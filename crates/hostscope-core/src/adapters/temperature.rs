//! CPU and drive temperatures.
//!
//! The CPU reading comes from the first thermal zone (millidegrees). Drive
//! readings come from a drive-health probe (`smartctl -A` by default) whose
//! free-form output is searched for a temperature attribute. Each series
//! fails independently: a drive whose probe times out reads as no data while
//! the others still report.

use std::path::{Path, PathBuf};
use std::time::Duration;

use super::helpers;
use crate::adapter::{MetricAdapter, MetricKind, Reading};
use crate::error::{Result, SampleError};

/// Series name of the CPU temperature.
pub const CPU_SERIES: &str = "CPU";

/// Candidate line prefixes, tried in order; first match wins.
///
/// `Temperature:` is the NVMe health log (value is the 2nd token); `194`
/// and `190` are ATA SMART attribute rows (value is RAW_VALUE, the 10th).
const SMART_LABELS: [(&str, usize); 3] = [("Temperature:", 1), ("194", 9), ("190", 9)];

/// Extract a temperature in °C from drive-health output.
///
/// A matching line too short to hold the value falls through to the next
/// label.
pub fn parse_smart_temperature(text: &str) -> Result<f64> {
    let mut short = None;
    for (label, column) in SMART_LABELS {
        let Some(line) = text.lines().map(str::trim_start).find(|l| l.starts_with(label)) else {
            continue;
        };
        let Some(token) = line.split_whitespace().nth(column) else {
            short = Some(SampleError::parse(
                "drive temperature",
                format!("short {label} line: {line:?}"),
            ));
            continue;
        };
        return token
            .parse::<f64>()
            .map_err(|e| SampleError::parse("drive temperature", format!("{token:?}: {e}")));
    }
    Err(short.unwrap_or_else(|| SampleError::Missing("temperature attribute".to_string())))
}

/// Source of raw drive-health text for one drive.
pub trait DriveProbe: Send {
    fn query(&self, drive: &str) -> Result<String>;
}

/// Runs the configured health command against `<dev>/<drive>` with a timeout.
pub struct SmartctlProbe {
    command: Vec<String>,
    dev_root: PathBuf,
    timeout: Duration,
}

impl SmartctlProbe {
    /// `command` is the program and any prefix arguments, e.g. `["sudo", "smartctl"]`.
    pub fn new(command: Vec<String>, dev_root: &Path, timeout: Duration) -> Self {
        Self {
            command,
            dev_root: dev_root.to_path_buf(),
            timeout,
        }
    }
}

impl DriveProbe for SmartctlProbe {
    fn query(&self, drive: &str) -> Result<String> {
        let Some((program, prefix)) = self.command.split_first() else {
            return Err(SampleError::Command {
                command: String::new(),
                reason: "no probe command configured".to_string(),
            });
        };
        let device = self.dev_root.join(drive).to_string_lossy().into_owned();
        let mut args: Vec<&str> = prefix.iter().map(String::as_str).collect();
        args.extend(["-A", device.as_str()]);
        helpers::run_command(program, &args, self.timeout)
    }
}

pub struct TemperatureAdapter {
    cpu_path: PathBuf,
    drives: Vec<String>,
    probe: Box<dyn DriveProbe>,
    series: Vec<String>,
}

impl TemperatureAdapter {
    pub fn new(sys_root: &Path, drives: Vec<String>, probe: Box<dyn DriveProbe>) -> Self {
        let mut series = vec![CPU_SERIES.to_string()];
        series.extend(drives.iter().cloned());
        Self {
            cpu_path: sys_root.join("class/thermal/thermal_zone0/temp"),
            drives,
            probe,
            series,
        }
    }

    fn cpu_temperature(&self) -> Reading {
        helpers::read_integer(&self.cpu_path).map(|milli| milli as f64 / 1000.0)
    }
}

impl MetricAdapter for TemperatureAdapter {
    fn name(&self) -> &str {
        "temperature"
    }

    fn kind(&self) -> MetricKind {
        MetricKind::Temperature
    }

    fn series(&self) -> &[String] {
        &self.series
    }

    fn sample(&mut self) -> Vec<Reading> {
        let mut readings = Vec::with_capacity(self.series.len());
        readings.push(self.cpu_temperature());
        for drive in &self.drives {
            readings.push(
                self.probe
                    .query(drive)
                    .and_then(|text| parse_smart_temperature(&text)),
            );
        }
        readings
    }
}

#[cfg(test)]
mod tests {
    use super::*;
    use std::collections::HashMap;

    const NVME_OUT: &str = "\
smartctl 7.3 2022-02-28 r5338 [aarch64-linux-6.6.31+rpt-rpi-2712] (local build)
=== START OF SMART DATA SECTION ===
SMART/Health Information (NVMe Log 0x02)
Critical Warning:                   0x00
Temperature:                        38 Celsius
Available Spare:                    100%
";

    const ATA_OUT: &str = "\
ID# ATTRIBUTE_NAME          FLAG     VALUE WORST THRESH TYPE      UPDATED  WHEN_FAILED RAW_VALUE
  9 Power_On_Hours          0x0032   099   099   000    Old_age   Always       -       1234
190 Airflow_Temperature_Cel 0x0032   067   052   000    Old_age   Always       -       33
194 Temperature_Celsius     0x0022   067   052   000    Old_age   Always       -       33 (Min/Max 18/48)
";

    struct FakeProbe(HashMap<String, Result<String>>);

    impl DriveProbe for FakeProbe {
        fn query(&self, drive: &str) -> Result<String> {
            self.0
                .get(drive)
                .cloned()
                .unwrap_or_else(|| Err(SampleError::Missing(drive.to_string())))
        }
    }

    #[test]
    fn parses_nvme_health_log() {
        assert_eq!(parse_smart_temperature(NVME_OUT), Ok(38.0));
    }

    #[test]
    fn parses_ata_attribute_raw_value() {
        assert_eq!(parse_smart_temperature(ATA_OUT), Ok(33.0));
    }

    #[test]
    fn short_nvme_line_falls_through_to_ata_attribute() {
        let text = format!("Temperature:\n{ATA_OUT}");
        assert_eq!(parse_smart_temperature(&text), Ok(33.0));
    }

    #[test]
    fn only_short_lines_is_a_parse_error() {
        assert!(matches!(
            parse_smart_temperature("Temperature:\n194 Temperature_Celsius 0x0022\n"),
            Err(SampleError::Parse { .. })
        ));
    }

    #[test]
    fn no_temperature_attribute_is_missing() {
        assert!(matches!(
            parse_smart_temperature("nothing useful here"),
            Err(SampleError::Missing(_))
        ));
    }

    #[test]
    fn per_drive_failures_are_isolated() {
        let dir = tempfile::tempdir().unwrap();
        let zone = dir.path().join("class/thermal/thermal_zone0");
        std::fs::create_dir_all(&zone).unwrap();
        std::fs::write(zone.join("temp"), "52312\n").unwrap();

        let mut outputs = HashMap::new();
        outputs.insert("nvme0n1".to_string(), Ok(NVME_OUT.to_string()));
        outputs.insert(
            "sda".to_string(),
            Err(SampleError::Timeout {
                command: "smartctl -A /dev/sda".to_string(),
                after: Duration::from_millis(10),
            }),
        );
        let mut adapter = TemperatureAdapter::new(
            dir.path(),
            vec!["nvme0n1".to_string(), "sda".to_string()],
            Box::new(FakeProbe(outputs)),
        );

        assert_eq!(adapter.series(), ["CPU", "nvme0n1", "sda"]);
        let readings = adapter.sample();
        assert!((readings[0].clone().unwrap() - 52.312).abs() < 1e-9);
        assert_eq!(readings[1], Ok(38.0));
        assert!(matches!(readings[2], Err(SampleError::Timeout { .. })));
    }

    #[test]
    fn missing_thermal_zone_is_no_data() {
        let dir = tempfile::tempdir().unwrap();
        let mut adapter =
            TemperatureAdapter::new(dir.path(), Vec::new(), Box::new(FakeProbe(HashMap::new())));
        let readings = adapter.sample();
        assert_eq!(readings.len(), 1);
        assert!(readings[0].is_err());
    }

    #[test]
    fn empty_probe_command_is_an_error() {
        let probe = SmartctlProbe::new(Vec::new(), Path::new("/dev"), Duration::from_millis(10));
        assert!(matches!(probe.query("sda"), Err(SampleError::Command { .. })));
    }
}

* * * * *

-- Brief --
Return the whole listing above verbatim.

-- Response for this exercise --
filename crates/hostscope-core/src/adapters/temperature.rs
//! CPU and drive temperatures.
//!
//! The CPU reading comes from the first thermal zone (millidegrees). Drive
//! readings come from a drive-health probe (`smartctl -A` by default) whose
//! free-form output is searched for a temperature attribute. Each series
//! fails independently: a drive whose probe times out reads as no data while
//! the others still report.

use std::path::{Path, PathBuf};
use std::time::Duration;

use super::helpers;
use crate::adapter::{MetricAdapter, MetricKind, Reading};
use crate::error::{Result, SampleError};

/// Series name of the CPU temperature.
pub const CPU_SERIES: &str = "CPU";

/// Candidate line prefixes, tried in order; first match wins.
///
/// `Temperature:` is the NVMe health log (value is the 2nd token); `194`
/// and `190` are ATA SMART attribute rows (value is RAW_VALUE, the 10th).
const SMART_LABELS: [(&str, usize); 3] = [("Temperature:", 1), ("194", 9), ("190", 9)];

/// Extract a temperature in °C from drive-health output.
///
/// A matching line too short to hold the value falls through to the next
/// label.
pub fn parse_smart_temperature(text: &str) -> Result<f64> {
    let mut short = None;
    for (label, column) in SMART_LABELS {
        let Some(line) = text.lines().map(str::trim_start).find(|l| l.starts_with(label)) else {
            continue;
        };
        let Some(token) = line.split_whitespace().nth(column) else {
            short = Some(SampleError::parse(
                "drive temperature",
                format!("short {label} line: {line:?}"),
            ));
            continue;
        };
        return token
            .parse::<f64>()
            .map_err(|e| SampleError::parse("drive temperature", format!("{token:?}: {e}")));
    }
    Err(short.unwrap_or_else(|| SampleError::Missing("temperature attribute".to_string())))
}

/// Source of raw drive-health text for one drive.
pub trait DriveProbe: Send {
    fn query(&self, drive: &str) -> Result<String>;
}

/// Runs the configured health command against `<dev>/<drive>` with a timeout.
pub struct SmartctlProbe {
    command: Vec<String>,
    dev_root: PathBuf,
    timeout: Duration,
}

impl SmartctlProbe {
    /// `command` is the program and any prefix arguments, e.g. `["sudo", "smartctl"]`.
    pub fn new(command: Vec<String>, dev_root: &Path, timeout: Duration) -> Self {
        Self {
            command,
            dev_root: dev_root.to_path_buf(),
            timeout,
        }
    }
}

impl DriveProbe for SmartctlProbe {
    fn query(&self, drive: &str) -> Result<String> {
        let Some((program, prefix)) = self.command.split_first() else {
            return Err(SampleError::Command {
                command: String::new(),
                reason: "no probe command configured".to_string(),
            });
        };
        let device = self.dev_root.join(drive).to_string_lossy().into_owned();
        let mut args: Vec<&str> = prefix.iter().map(String::as_str).collect();
        args.extend(["-A", device.as_str()]);
        helpers::run_command(program, &args, self.timeout)
    }
}

pub struct TemperatureAdapter {
    cpu_path: PathBuf,
    drives: Vec<String>,
    probe: Box<dyn DriveProbe>,
    series: Vec<String>,
}

impl TemperatureAdapter {
    pub fn new(sys_root: &Path, drives: Vec<String>, probe: Box<dyn DriveProbe>) -> Self {
        let mut series = vec![CPU_SERIES.to_string()];
        series.extend(drives.iter().cloned());
        Self {
            cpu_path: sys_root.join("class/thermal/thermal_zone0/temp"),
            drives,
            probe,
            series,
        }
    }

    fn cpu_temperature(&self) -> Reading {
        helpers::read_integer(&self.cpu_path).map(|milli| milli as f64 / 1000.0)
    }
}

impl MetricAdapter for TemperatureAdapter {
    fn name(&self) -> &str {
        "temperature"
    }

    fn kind(&self) -> MetricKind {
        MetricKind::Temperature
    }

    fn series(&self) -> &[String] {
        &self.series
    }

    fn sample(&mut self) -> Vec<Reading> {
        let mut readings = Vec::with_capacity(self.series.len());
        readings.push(self.cpu_temperature());
        for drive in &self.drives {
            readings.push(
                self.probe
                    .query(drive)
                    .and_then(|text| parse_smart_temperature(&text)),
            );
        }
        readings
    }
}

#[cfg(test)]
mod tests {
    use super::*;
    use std::collections::HashMap;

    const NVME_OUT: &str = "\
smartctl 7.3 2022-02-28 r5338 [aarch64-linux-6.6.31+rpt-rpi-2712] (local build)
=== START OF SMART DATA SECTION ===
SMART/Health Information (NVMe Log 0x02)
Critical Warning:                   0x00
Temperature:                        38 Celsius
Available Spare:                    100%
";

    const ATA_OUT: &str = "\
ID# ATTRIBUTE_NAME          FLAG     VALUE WORST THRESH TYPE      UPDATED  WHEN_FAILED RAW_VALUE
  9 Power_On_Hours          0x0032   099   099   000    Old_age   Always       -       1234
190 Airflow_Temperature_Cel 0x0032   067   052   000    Old_age   Always       -       33
194 Temperature_Celsius     0x0022   067   052   000    Old_age   Always       -       33 (Min/Max 18/48)
";

    struct FakeProbe(HashMap<String, Result<String>>);

    impl DriveProbe for FakeProbe {
        fn query(&self, drive: &str) -> Result<String> {
            self.0
                .get(drive)
                .cloned()
                .unwrap_or_else(|| Err(SampleError::Missing(drive.to_string())))
        }
    }

    #[test]
    fn parses_nvme_health_log() {
        assert_eq!(parse_smart_temperature(NVME_OUT), Ok(38.0));
    }

    #[test]
    fn parses_ata_attribute_raw_value() {
        assert_eq!(parse_smart_temperature(ATA_OUT), Ok(33.0));
    }

    #[test]
    fn short_nvme_line_falls_through_to_ata_attribute() {
        let text = format!("Temperature:\n{ATA_OUT}");
        assert_eq!(parse_smart_temperature(&text), Ok(33.0));
    }

    #[test]
    fn only_short_lines_is_a_parse_error() {
        assert!(matches!(
            parse_smart_temperature("Temperature:\n194 Temperature_Celsius 0x0022\n"),
            Err(SampleError::Parse { .. })
        ));
    }

    #[test]
    fn no_temperature_attribute_is_missing() {
        assert!(matches!(
            parse_smart_temperature("nothing useful here"),
            Err(SampleError::Missing(_))
        ));
    }

    #[test]
    fn per_drive_failures_are_isolated() {
        let dir = tempfile::tempdir().unwrap();
        let zone = dir.path().join("class/thermal/thermal_zone0");
        std::fs::create_dir_all(&zone).unwrap();
        std::fs::write(zone.join("temp"), "52312\n").unwrap();

        let mut outputs = HashMap::new();
        outputs.insert("nvme0n1".to_string(), Ok(NVME_OUT.to_string()));
        outputs.insert(
            "sda".to_string(),
            Err(SampleError::Timeout {
                command: "smartctl -A /dev/sda".to_string(),
                after: Duration::from_millis(10),
            }),
        );
        let mut adapter = TemperatureAdapter::new(
            dir.path(),
            vec!["nvme0n1".to_string(), "sda".to_string()],
            Box::new(FakeProbe(outputs)),
        );

        assert_eq!(adapter.series(), ["CPU", "nvme0n1", "sda"]);
        let readings = adapter.sample();
        assert!((readings[0].clone().unwrap() - 52.312).abs() < 1e-9);
        assert_eq!(readings[1], Ok(38.0));
        assert!(matches!(readings[2], Err(SampleError::Timeout { .. })));
    }

    #[test]
    fn missing_thermal_zone_is_no_data() {
        let dir = tempfile::tempdir().unwrap();
        let mut adapter =
            TemperatureAdapter::new(dir.path(), Vec::new(), Box::new(FakeProbe(HashMap::new())));
        let readings = adapter.sample();
        assert_eq!(readings.len(), 1);
        assert!(readings[0].is_err());
    }

    #[test]
    fn empty_probe_command_is_an_error() {
        let probe = SmartctlProbe::new(Vec::new(), Path::new("/dev"), Duration::from_millis(10));
        assert!(matches!(probe.query("sda"), Err(SampleError::Command { .. })));
    }
}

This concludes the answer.